Le Maroc empêche l'entrée d'un ancien prisonnier sahraoui de 68 ans dans les territoires occupés du Sahara Occidental

Le Maroc expulse un journaliste portugais du Sahara

Les autorités marocaines ont une nouvelle fois expulsé un étranger des territoires occupés du Sahara occidental, dans une pratique déjà courante et dénoncée à plusieurs reprises par les organisations de défense des droits de l’homme. Le photojournaliste portugais Rafael Lomba Il a été expulsé de force ce mardi de la ville sahraouie d’El Aaiún, occupée par le Maroc.

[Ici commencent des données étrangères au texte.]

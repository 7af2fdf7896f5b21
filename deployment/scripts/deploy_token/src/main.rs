use clap::{arg, command, Parser};
use fa2_token_manager::{config::load_config, pipeline::DeploymentReport};
use log::{error, info, warn};
use std::error::Error;
use std::fs;
use std::io::Write;
use std::path::{Path, PathBuf};
use tokio_util::sync::CancellationToken;

const CONFIGS_DIR: &str = "deployment/configs";

#[derive(Debug, Clone, clap::ValueEnum, Default)]
pub enum TargetEnv {
    Testnet,
    Mainnet,
    #[default]
    Local,
}

#[derive(Parser, Debug)]
#[command(version, about, long_about = None)]
struct Args {
    /// Environment config to use
    #[arg(short, long, default_value = "local")]
    target_env: TargetEnv,
    /// Extra config file merged on top of the environment config
    #[arg(short, long)]
    config: Option<PathBuf>,
    /// Directory the deployment report is written to
    #[arg(short, long, default_value = "deployment/results")]
    output_dir: PathBuf,
}

#[tokio::main]
async fn main() -> Result<(), Box<dyn Error>> {
    env_logger::Builder::from_env(env_logger::Env::default().default_filter_or("info"))
        .target(env_logger::Target::Stdout)
        .init();

    let args = Args::parse();

    let files = config_files(Path::new(CONFIGS_DIR), &args.target_env, args.config)?;
    let config = load_config(&files)?;

    let cancel = CancellationToken::new();
    let on_interrupt = cancel.clone();
    tokio::spawn(async move {
        if tokio::signal::ctrl_c().await.is_ok() {
            warn!("Interrupted, cancelling deployment");
            on_interrupt.cancel();
        }
    });

    let report = match fa2_token_manager::deploy_token(&config, cancel).await {
        Ok(report) => report,
        Err(e) => {
            error!("Deployment failed: {e}");
            return Err(e.into());
        }
    };

    write_result(&args.output_dir, &report)?;

    Ok(())
}

/// config files for the environment, in the order they are merged
fn config_files(
    configs_dir: &Path,
    target_env: &TargetEnv,
    extra: Option<PathBuf>,
) -> Result<Vec<PathBuf>, Box<dyn Error>> {
    let mut files = match target_env {
        TargetEnv::Local => vec![configs_dir.join("local").join("config.toml")],
        TargetEnv::Testnet => env_files(&configs_dir.join("testnet"))?,
        TargetEnv::Mainnet => env_files(&configs_dir.join("mainnet"))?,
    };

    files.extend(extra);

    Ok(files)
}

fn env_files(dir: &Path) -> Result<Vec<PathBuf>, Box<dyn Error>> {
    let pattern = dir.join("**").join("*");
    let mut files = vec![];

    for path in glob::glob(&pattern.to_string_lossy())? {
        let path = path?;
        if !path.is_dir() {
            files.push(path);
        }
    }

    Ok(files)
}

fn write_result(output_dir: &Path, report: &DeploymentReport) -> Result<PathBuf, Box<dyn Error>> {
    if !output_dir.exists() {
        fs::create_dir_all(output_dir)?;
    }

    // Construct the full file path
    let file_name = format!("token-{}.json", report.contract_address);
    let file_path = output_dir.join(file_name);

    // Serialize the data to a string
    let content = serde_json::to_string_pretty(report)?;

    let mut file = fs::File::create(&file_path)?;
    file.write_all(content.as_bytes())?;

    info!(
        "Token was deployed successfully and the report written to: {}",
        file_path.display()
    );

    Ok(file_path)
}
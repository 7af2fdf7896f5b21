use std::time::Duration;

use crate::{
    common::error::ChainClientError,
    tezos::{base_client::TezosBaseClient, rpc_client::NodeRpcClient, HEAD_BRANCH_OFFSET},
};

const DEFAULT_REQUEST_TIMEOUT: Duration = Duration::from_secs(30);

pub struct TezosClient {
    node_url: String,
    branch_offset: u32,
    http: reqwest::Client,
}

impl TezosClient {
    pub fn new(node_url: &str, branch_offset: Option<u32>) -> Result<Self, ChainClientError> {
        let http = reqwest::Client::builder()
            .timeout(DEFAULT_REQUEST_TIMEOUT)
            .build()?;

        Ok(Self {
            node_url: node_url.trim_end_matches('/').to_string(),
            branch_offset: branch_offset.unwrap_or(HEAD_BRANCH_OFFSET),
            http,
        })
    }
}

impl NodeRpcClient for TezosClient {
    fn node_url(&self) -> String {
        self.node_url.clone()
    }

    fn http_client(&self) -> &reqwest::Client {
        &self.http
    }
}

impl TezosBaseClient for TezosClient {
    fn branch_offset(&self) -> u32 {
        self.branch_offset
    }
}

#[cfg(test)]
mod tests {
    use super::*;

    #[test]
    fn test_client_defaults() {
        let client = TezosClient::new("http://localhost:8732/", None).unwrap();

        assert_eq!(client.node_url(), "http://localhost:8732");
        assert_eq!(client.branch_offset(), HEAD_BRANCH_OFFSET);

        let client = TezosClient::new("http://localhost:8732", Some(2)).unwrap();
        assert_eq!(client.branch_offset(), 2);
    }
}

Selon les rapports Équipe Médiasmédia sahraoui qui tente de briser le blocus de l’information subi par le territoire, une dizaine de policiers en civil ont fait irruption dans l’hôtel où il séjournait et lui ont ordonné de récupérer immédiatement ses affaires.

Les agents ont expliqué comme motif une photographie que Lomba avait prise avec Mohamed Daddach, ancien prisonnier politique sahraoui qui a passé 23 ans dans les prisons marocaines pour son militantisme. Selon Lomba, la police a confisqué son téléphone portable et enquêté sur son contenu et son carnet de contacts. Le journaliste a été menacé de « graves conséquences » s’il ne quittait pas immédiatement le territoire.

Il n’a pas non plus été autorisé à contacter l’ambassade du Portugal et a été détenu pendant 12 heures dans une cellule partagée avec cinq migrants sénégalais, à qui il a été demandé de ne pas maintenir de communication avec lui. Le journaliste a rapporté que le commissariat manquait de ressources de base telles que des lits, des toilettes et de l’eau.

« Trou noir informationnel »

En mai dernier, les autorités du régime alaouite ont expulsé du Sahara Roberto Cantoni, chercheur à l’Université autonome de Barcelone. « Deux hommes ont frappé à la porte de ma chambre dans l’hôtel où je logeais. L’un d’eux m’a dit que je devais quitter immédiatement la ville dans un taxi qui m’emmènerait à Agadir », a alors déclaré Cantoni. L’indépendant.

Ces expulsions s’ajoutent à une longue liste de chercheurs, observateurs, militants et journalistes expulsés des territoires occupés après avoir rencontré la population sahraouie. Les restrictions se sont multipliées au Sahara occidental. Dans son rapport annuel, Amnesty International a dénoncé le fait que les organisations de défense des droits de l’homme continuent de ne pas pouvoir accéder au Sahara, considéré par Reporters sans frontières comme un « un trou noir informationnel » face au blocus permanent et les violations des droits de l’homme perpétrées par les autorités.